Juan mira a todos lados menos a su mujer. En el cartel de la consulta nº8 pone
que Helena es médica de familia. Me tiene un poco confundida ese cartel, solía
pensar que un médico era alguien que solo receta ibuprofeno o paracetamol y
apenas te mira a la cara en la consulta.
-
Puedes pasar
ya, Alicia.
Los
asientos de la consulta son bastante más cómodos que los de fuera y al sentarme
me doy cuenta que yo tampoco he visto la cara de Helena nunca, Helena tampoco
la mía. Siempre lleva la FPP2 por encima de su pequeña nariz, casi tapándole
los ojos. Desde el sillón negro de cuero diviso unas fotos colocadas por orden
de nacimiento de sus tres hijos, lucen en el mueble de madera donde también se
encuentran varios manuales médicos, libros sobre diferentes enfermedades… Todo
parece indicar que Helena sí es médica. En la consultan se me pasan los minutos
volando. Como cuando escribo, las palabras me salen atropelladas.

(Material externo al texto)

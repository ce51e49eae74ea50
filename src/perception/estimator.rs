//! Frame-to-position pipeline with loss tolerance

use std::time::{Duration, Instant};

use image::RgbImage;
use tracing::{debug, info};

use super::ball::locate_ball;
use super::lens::LensCorrector;
use super::surface::{rectify, SurfaceFix, SurfaceLocator};
use crate::config::{BallDetectionConfig, SurfaceConfig, VisionConfig};
use crate::error::Result;
use crate::vector::Vector2;

/// Result of one perception tick.
#[derive(Debug, Clone, Copy, PartialEq)]
pub struct BallReading {
    /// False only once the ball has been missing for the whole grace window.
    pub active: bool,
    /// Ball centre in playing-surface millimetres. While the ball is missing
    /// this is the last detected position.
    pub position: Vector2,
    /// Whether the ball was actually seen in this frame.
    pub detected: bool,
    /// Where the surface geometry for this frame came from.
    pub surface: SurfaceFix,
}

pub struct PositionEstimator {
    lens: Option<LensCorrector>,
    locator: SurfaceLocator,
    surface: SurfaceConfig,
    ball: BallDetectionConfig,
    wait_time: Duration,
    last_position: Vector2,
    last_seen: Instant,
    reported_lost: bool,
}

impl PositionEstimator {
    /// The grace window starts at `now`, so a ball that is never seen is
    /// reported lost one wait time after construction.
    pub fn new(config: &VisionConfig, now: Instant) -> Result<Self> {
        config.validate()?;
        let surface = config.surface.clone();
        let centre = surface.origin_mm + Vector2::new(surface.width_mm, surface.height_mm) / 2.0;
        Ok(Self {
            lens: config.lens.clone().map(LensCorrector::new),
            locator: SurfaceLocator::new(config.marker.clone()),
            surface,
            ball: config.ball.clone(),
            wait_time: config.wait_time()?,
            last_position: centre,
            last_seen: now,
            reported_lost: false,
        })
    }

    /// Convert a pixel in the geometry-corrected image to surface millimetres.
    pub fn pixel_to_mm(&self, (px, py): (f64, f64)) -> Vector2 {
        self.surface.origin_mm + Vector2::new(px, py) / self.surface.pixels_per_mm
    }

    /// Run the vision pipeline on one frame without touching the loss state.
    pub fn measure(&mut self, frame: &RgbImage) -> (Option<Vector2>, SurfaceFix) {
        let undistorted;
        let frame = match &self.lens {
            Some(lens) => {
                undistorted = lens.undistort(frame);
                &undistorted
            }
            None => frame,
        };

        let (quad, fix) = self.locator.locate(frame);
        let Some(quad) = quad else {
            return (None, fix);
        };
        let Some(corrected) = rectify(frame, &quad, &self.surface) else {
            debug!(?quad, "degenerate surface quadrilateral");
            return (None, fix);
        };

        let position = locate_ball(&corrected, &self.ball).map(|candidate| {
            debug!(area = candidate.area, radius = candidate.radius, "ball candidate");
            self.pixel_to_mm(candidate.centre)
        });
        (position, fix)
    }

    pub fn update(&mut self, now: Instant, frame: &RgbImage) -> BallReading {
        let (position, surface) = self.measure(frame);

        if let Some(position) = position {
            if self.reported_lost {
                info!(%position, "ball reacquired");
            }
            self.last_position = position;
            self.last_seen = now;
            self.reported_lost = false;
            return BallReading {
                active: true,
                position,
                detected: true,
                surface,
            };
        }

        let missing_for = now.saturating_duration_since(self.last_seen);
        let active = missing_for < self.wait_time;
        if !active && !self.reported_lost {
            info!(?missing_for, last = %self.last_position, "ball lost");
            self.reported_lost = true;
        }
        BallReading {
            active,
            position: self.last_position,
            detected: false,
            surface,
        }
    }

    pub fn last_position(&self) -> Vector2 {
        self.last_position
    }

    pub fn surface_config(&self) -> &SurfaceConfig {
        &self.surface
    }
}

#[cfg(test)]
mod tests {
    use super::*;
    use image::Rgb;

    #[test]
    fn pixel_scale_and_origin_are_applied() {
        let estimator = PositionEstimator::new(&VisionConfig::default(), Instant::now()).unwrap();
        let mm = estimator.pixel_to_mm((100.0, 50.0));
        assert_eq!(mm, Vector2::new(28.75 + 50.0, 28.25 + 25.0));
    }

    #[test]
    fn negative_wait_time_is_rejected() {
        let mut config = VisionConfig::default();
        config.wait_time_s = -1.0;
        let result = PositionEstimator::new(&config, Instant::now());
        assert!(matches!(result, Err(crate::LabyrinthError::InvalidConfig(_))));
    }

    #[test]
    fn blank_frames_expire_after_wait_time() {
        let start = Instant::now();
        let mut estimator = PositionEstimator::new(&VisionConfig::default(), start).unwrap();
        let blank = RgbImage::from_pixel(64, 48, Rgb([90, 90, 90]));

        let early = estimator.update(start + Duration::from_millis(100), &blank);
        assert!(early.active);
        assert!(!early.detected);
        assert_eq!(early.surface, SurfaceFix::Missing);

        let late = estimator.update(start + Duration::from_millis(600), &blank);
        assert!(!late.active);
    }
}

En la asociación dejé los informes sin acabar, a las personas sin
atender, demandé menos horas de trabajo o en su caso menos responsabilidades, sólo
quería cumplir mi maldito horario y poder llegar a casa a una hora razonable. Di
muchísimas explicaciones, quizá, a quien no se las merecía. ¿Tendría que haber
reaccionado de otra manera? ¿Podría haberlo hecho mejor? La verdad es que no sé
muy bien qué es lo que se esperaba que tenía que haber hecho para no causar
tanto fastidio a los demás, pero sí, imagino que obviamente podría haberlo
hecho mejor, pero estoy harta de la culpa con la que cargo todo el día. Yo
también creo que la gente podría hacerlo mejor. Les molesta que no me encuentre
bien, puedes pensar que exagero cuando digo tal afirmación, pero les irrita tener
que gestionar que no soy la misma persona que antes; que reía constantemente,
que estaba preocupada por los demás, que buscaba el placer en todos los
recovecos y en realidad lo que les indigna es que ya no pueda preocuparme tanto
por ellos. Es como si mi yo de ahora alterara el estado ‘natural’ de lo que se
esperaba de mí. La nostalgia que siento de mí misma se parece al sentimiento
que tenemos al recordar un lugar o una etapa del pasado, y aunque esta
nostalgia no esté ligado a la felicidad, a veces creemos que sí. A mí lo que me
duele es haber acabado así, harta de mí misma, de mi trabajo, harta de que no
se me escuche. Harta de que yo tampoco sepa demandar aquello que necesito, pero
joder cuando lo hago qué menos que la gente escuche, ¿no?, joder, ¿es tanto
esto que pido? ¿Por qué la gente cada vez se ha vuelto más individualista? Me
da mucha rabia todo esto. Me duele el presente, esta sociedad de mierda en la
que me veo incapaz de poder cambiar lo más mínimo, me duele el simple hecho de
tener nostalgia de eso que fui. Y a veces ese sentimiento me hace vagar por
lugares donde fui feliz, a veces quisiera aparecer en ellos como si por arte de
magia todo fuera a volver a ser como antes. Las palabras de Helena me muestran
que todo esto es un mero entrenamiento para la vida, lo sé, pero joder, estoy
cansada y no tengo fuerzas. No tengo fuerzas y por eso quiero empezar a tomar
las pastillas, creo que me pueden hacer bien. He pensado mucho sobre lo que me
dijiste de que tenía que estar segura de tomarlas, que tú estabas segura de que
me iban a hacer bien, al menos a estar más tranquila, confío en ti, Helena,
porque de mí ya no me puedo fiar. Así que empecemos con el tratamiento.
Helena
mete unos cuantos datos en el ordenador e imprime lo que va a ser mi receta. Me
esfuerzo mucho en sonreírle con los ojos, pero le agradezco tanto estos
momentos que terminó diciéndole lo bien que me viene hablar con ella.
- - No te
preocupes, Alicia, soy médico de atención primaria, es mi función.
La
corroboración me deja perpleja. No puedo decir que el profesional del sistema
de salud pública no se implique o sea poco trabajador, pero he tenido alguna
que otra mala experiencia a lo largo de los 31 años que tengo. Creo en la
sanidad pública, pero creo también que otros muchos médicos deberían parecerse
a Helena. Le vuelvo a dar las gracias, me despido y salgo de la consulta.